=== Supplied material ===
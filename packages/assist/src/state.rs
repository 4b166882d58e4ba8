// ABOUTME: Request lifecycle state observed by the presentation layer
// ABOUTME: Idle -> Loading -> Succeeded | Failed, with the last success kept across failures

use crate::error::Failure;

#[derive(Debug, Clone, PartialEq)]
pub enum RequestState<T> {
    Idle,
    Loading,
    Succeeded(T),
    Failed(Failure),
}

impl<T> RequestState<T> {
    pub fn is_loading(&self) -> bool {
        matches!(self, RequestState::Loading)
    }

    pub fn is_settled(&self) -> bool {
        matches!(self, RequestState::Succeeded(_) | RequestState::Failed(_))
    }

    pub fn failure(&self) -> Option<&Failure> {
        match self {
            RequestState::Failed(failure) => Some(failure),
            _ => None,
        }
    }

    pub fn result(&self) -> Option<&T> {
        match self {
            RequestState::Succeeded(result) => Some(result),
            _ => None,
        }
    }
}

/// Current state plus the most recent successful result, which survives
/// later failures so it can still be inspected
#[derive(Debug, Clone, PartialEq)]
pub struct RequestSnapshot<T> {
    pub state: RequestState<T>,
    pub last_result: Option<T>,
}

impl<T> Default for RequestSnapshot<T> {
    fn default() -> Self {
        Self {
            state: RequestState::Idle,
            last_result: None,
        }
    }
}

/// What a submit or regenerate call did
#[derive(Debug, Clone, Copy, PartialEq, Eq)]
pub enum SubmitOutcome {
    /// A request is now in flight
    Started,
    /// A request was already in flight; nothing happened
    Ignored,
}
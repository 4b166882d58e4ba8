// ABOUTME: Turns command-line flags into the tag form and request types
// ABOUTME: Preset labels are matched against the catalogs; custom text always wins

use resonance_core::presets::{self, Preset};
use resonance_core::{
    CommunicationContext, ExpressionForm, ExpressionRequest, RefinementRequest, Slot,
    SocialSituation, ValidationError,
};
use tracing::debug;

/// Preset tag and custom override given for one slot
#[derive(Debug, Clone, Default, PartialEq, Eq)]
pub struct SlotFlags {
    pub preset: Option<String>,
    pub custom: Option<String>,
}

impl SlotFlags {
    pub fn new(preset: Option<String>, custom: Option<String>) -> Self {
        Self { preset, custom }
    }
}

#[derive(Debug, Clone, Default, PartialEq, Eq)]
pub struct GenerateFlags {
    pub emotion: SlotFlags,
    pub intensity: Option<u8>,
    pub recipient: SlotFlags,
    pub scenario: SlotFlags,
    pub purpose: SlotFlags,
    pub situation: Option<String>,
    pub note: Option<String>,
}

fn catalog(slot: Slot) -> &'static [Preset] {
    match slot {
        Slot::Emotion => presets::EMOTIONS,
        Slot::Recipient => presets::RECIPIENTS,
        Slot::Scenario => presets::SCENARIOS,
        Slot::Purpose => presets::PURPOSES,
    }
}

/// Catalog spelling of `label`, or the label itself when it is not a preset
fn canonical_label(slot: Slot, label: &str) -> String {
    let found = presets::find_preset(catalog(slot), label).or_else(|| match slot {
        Slot::Emotion => presets::find_preset(presets::DETAILED_EMOTIONS, label),
        _ => None,
    });

    match found {
        Some(preset) => preset.label.to_string(),
        None => {
            debug!("{} '{}' is not a preset, sending it as given", slot, label);
            label.trim().to_string()
        }
    }
}

/// Fill a form the way tapping tags and typing would
pub fn build_form(flags: &GenerateFlags) -> ExpressionForm {
    let mut form = ExpressionForm::default();

    for slot in Slot::ALL {
        let slot_flags = match slot {
            Slot::Emotion => &flags.emotion,
            Slot::Recipient => &flags.recipient,
            Slot::Scenario => &flags.scenario,
            Slot::Purpose => &flags.purpose,
        };
        if let Some(preset) = &slot_flags.preset {
            form.select(slot, canonical_label(slot, preset));
        }
        if let Some(custom) = &slot_flags.custom {
            form.set_custom(slot, custom.as_str());
        }
    }

    if let Some(intensity) = flags.intensity {
        form.intensity = intensity;
    }
    form.situation_note = flags.situation.clone().unwrap_or_default();
    form.additional_note = flags.note.clone().unwrap_or_default();
    form
}

pub fn expression_request(flags: &GenerateFlags) -> Result<ExpressionRequest, ValidationError> {
    build_form(flags).resolve()
}

pub fn refinement_request(
    content: &str,
    context: &str,
    audience: &str,
    goal: &str,
    note: Option<&str>,
) -> Result<RefinementRequest, ValidationError> {
    let context: CommunicationContext = context.parse()?;
    let request =
        RefinementRequest::new(content, context, audience, goal).with_additional_context(note);
    request.validate()?;
    Ok(request)
}

/// Accepts repeated `--person` flags as well as comma separated lists
pub fn split_people(people: &[String]) -> Vec<String> {
    people
        .iter()
        .flat_map(|entry| entry.split(','))
        .map(str::trim)
        .filter(|name| !name.is_empty())
        .map(str::to_string)
        .collect()
}

pub fn social_situation(
    situation: &str,
    people: &[String],
    reaction: Option<&str>,
    others: Option<&str>,
    confusing: Option<&str>,
) -> Result<SocialSituation, ValidationError> {
    let situation = SocialSituation {
        situation: situation.to_string(),
        people_involved: split_people(people),
        user_reaction: reaction.unwrap_or_default().to_string(),
        others_reactions: others.unwrap_or_default().to_string(),
        confusing_aspects: confusing.unwrap_or_default().to_string(),
        additional_context: None,
    };
    situation.validate()?;
    Ok(situation)
}
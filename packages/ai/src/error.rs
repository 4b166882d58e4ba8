// ABOUTME: Error types for the generative API gateway and response parser
// ABOUTME: Distinguishes transport, timeout, provider status and empty-content failures

use std::time::Duration;

use resonance_config::ConfigError;
use thiserror::Error;

#[derive(Debug, Error)]
pub enum GatewayError {
    #[error("HTTP request failed: {0}")]
    RequestFailed(#[from] reqwest::Error),

    #[error("Request timed out after {} seconds", .0.as_secs_f32())]
    Timeout(Duration),

    #[error("API returned {status}: {message}")]
    Api { status: u16, message: String },

    #[error("Failed to parse response: {0}")]
    ParseError(String),

    #[error("Model produced no content: {0}")]
    EmptyResponse(String),

    #[error("Invalid configuration: {0}")]
    Config(#[from] ConfigError),

    #[error("Failed to build HTTP client: {0}")]
    ClientBuild(String),
}

pub type GatewayResult<T> = Result<T, GatewayError>;

/// Structured output that failed to parse or match its declared shape.
/// Carries the raw model text for diagnostics.
#[derive(Debug, Clone, Error, PartialEq, Eq)]
#[error("Malformed model response: {reason}")]
pub struct MalformedResponse {
    pub reason: String,
    pub raw: String,
}

impl MalformedResponse {
    pub(crate) fn new(reason: impl Into<String>, raw: &str) -> Self {
        Self {
            reason: reason.into(),
            raw: raw.to_string(),
        }
    }
}
// ABOUTME: Drives a request session to completion from the terminal
// ABOUTME: Ctrl-C cancels the in-flight request instead of killing the process

use anyhow::anyhow;
use colored::*;
use resonance_assist::{Operation, RequestController, RequestSnapshot};
use tracing::debug;

/// Wait for the in-flight request; `None` when the user cancelled it
pub async fn settle<O: Operation>(
    session: &RequestController<O>,
    activity: &str,
) -> Option<RequestSnapshot<O::Output>> {
    eprintln!("{}", format!("{}...", activity).dimmed());

    tokio::select! {
        snapshot = session.wait_settled() => Some(snapshot),
        _ = tokio::signal::ctrl_c() => {
            debug!("Interrupted while waiting for {}", O::NAME);
            session.cancel();
            eprintln!("{}", "Cancelled".yellow());
            None
        }
    }
}

/// Settle and turn a failed or cancelled request into an error for the exit code
pub async fn settle_or_fail<O: Operation>(
    session: &RequestController<O>,
    activity: &str,
) -> anyhow::Result<O::Output> {
    let snapshot = settle(session, activity)
        .await
        .ok_or_else(|| anyhow!("Request cancelled"))?;

    if let Some(failure) = snapshot.state.failure() {
        if let Some(raw) = &failure.raw_response {
            debug!("Raw model response: {}", raw);
        }
        return Err(anyhow!("{}", failure.message));
    }

    snapshot
        .state
        .result()
        .cloned()
        .ok_or_else(|| anyhow!("{} finished without a result", O::NAME))
}
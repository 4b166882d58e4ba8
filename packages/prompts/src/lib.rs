// ABOUTME: Prompt construction for every Resonance feature
// ABOUTME: Pure, deterministic builders mapping typed requests to prompt strings

mod expression;
mod refinement;
mod social;
mod text;

pub use expression::build_expression_prompt;
pub use refinement::build_refinement_prompt;
pub use social::build_social_prompt;
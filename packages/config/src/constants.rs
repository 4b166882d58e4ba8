// ABOUTME: Environment variable name constants
// ABOUTME: Centralized definitions of all environment variable names used across Resonance

// Generative API credentials and endpoint
pub const RESONANCE_GEMINI_API_KEY: &str = "RESONANCE_GEMINI_API_KEY";
pub const RESONANCE_GEMINI_BASE_URL: &str = "RESONANCE_GEMINI_BASE_URL";
pub const RESONANCE_GEMINI_API_VERSION: &str = "RESONANCE_GEMINI_API_VERSION";
pub const RESONANCE_GEMINI_MODEL: &str = "RESONANCE_GEMINI_MODEL";

// HTTP client timeouts
pub const RESONANCE_HTTP_REQUEST_TIMEOUT_SECS: &str = "RESONANCE_HTTP_REQUEST_TIMEOUT_SECS";
pub const RESONANCE_HTTP_CONNECT_TIMEOUT_SECS: &str = "RESONANCE_HTTP_CONNECT_TIMEOUT_SECS";

// Logging
pub const RUST_LOG: &str = "RUST_LOG";

// Public defaults. There is intentionally no default for the API key.
pub const DEFAULT_GEMINI_BASE_URL: &str = "https://generativelanguage.googleapis.com";
pub const DEFAULT_GEMINI_API_VERSION: &str = "v1beta";
pub const DEFAULT_GEMINI_MODEL: &str = "gemini-2.0-flash";
pub const DEFAULT_REQUEST_TIMEOUT_SECS: u64 = 30;
pub const DEFAULT_CONNECT_TIMEOUT_SECS: u64 = 10;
===
Assigned task. Out of the material above, select every line that holds the string "message".

Reply.
    #[error("API returned {status}: {message}")]
    Api { status: u16, message: String },
        return Err(anyhow!("{}", failure.message));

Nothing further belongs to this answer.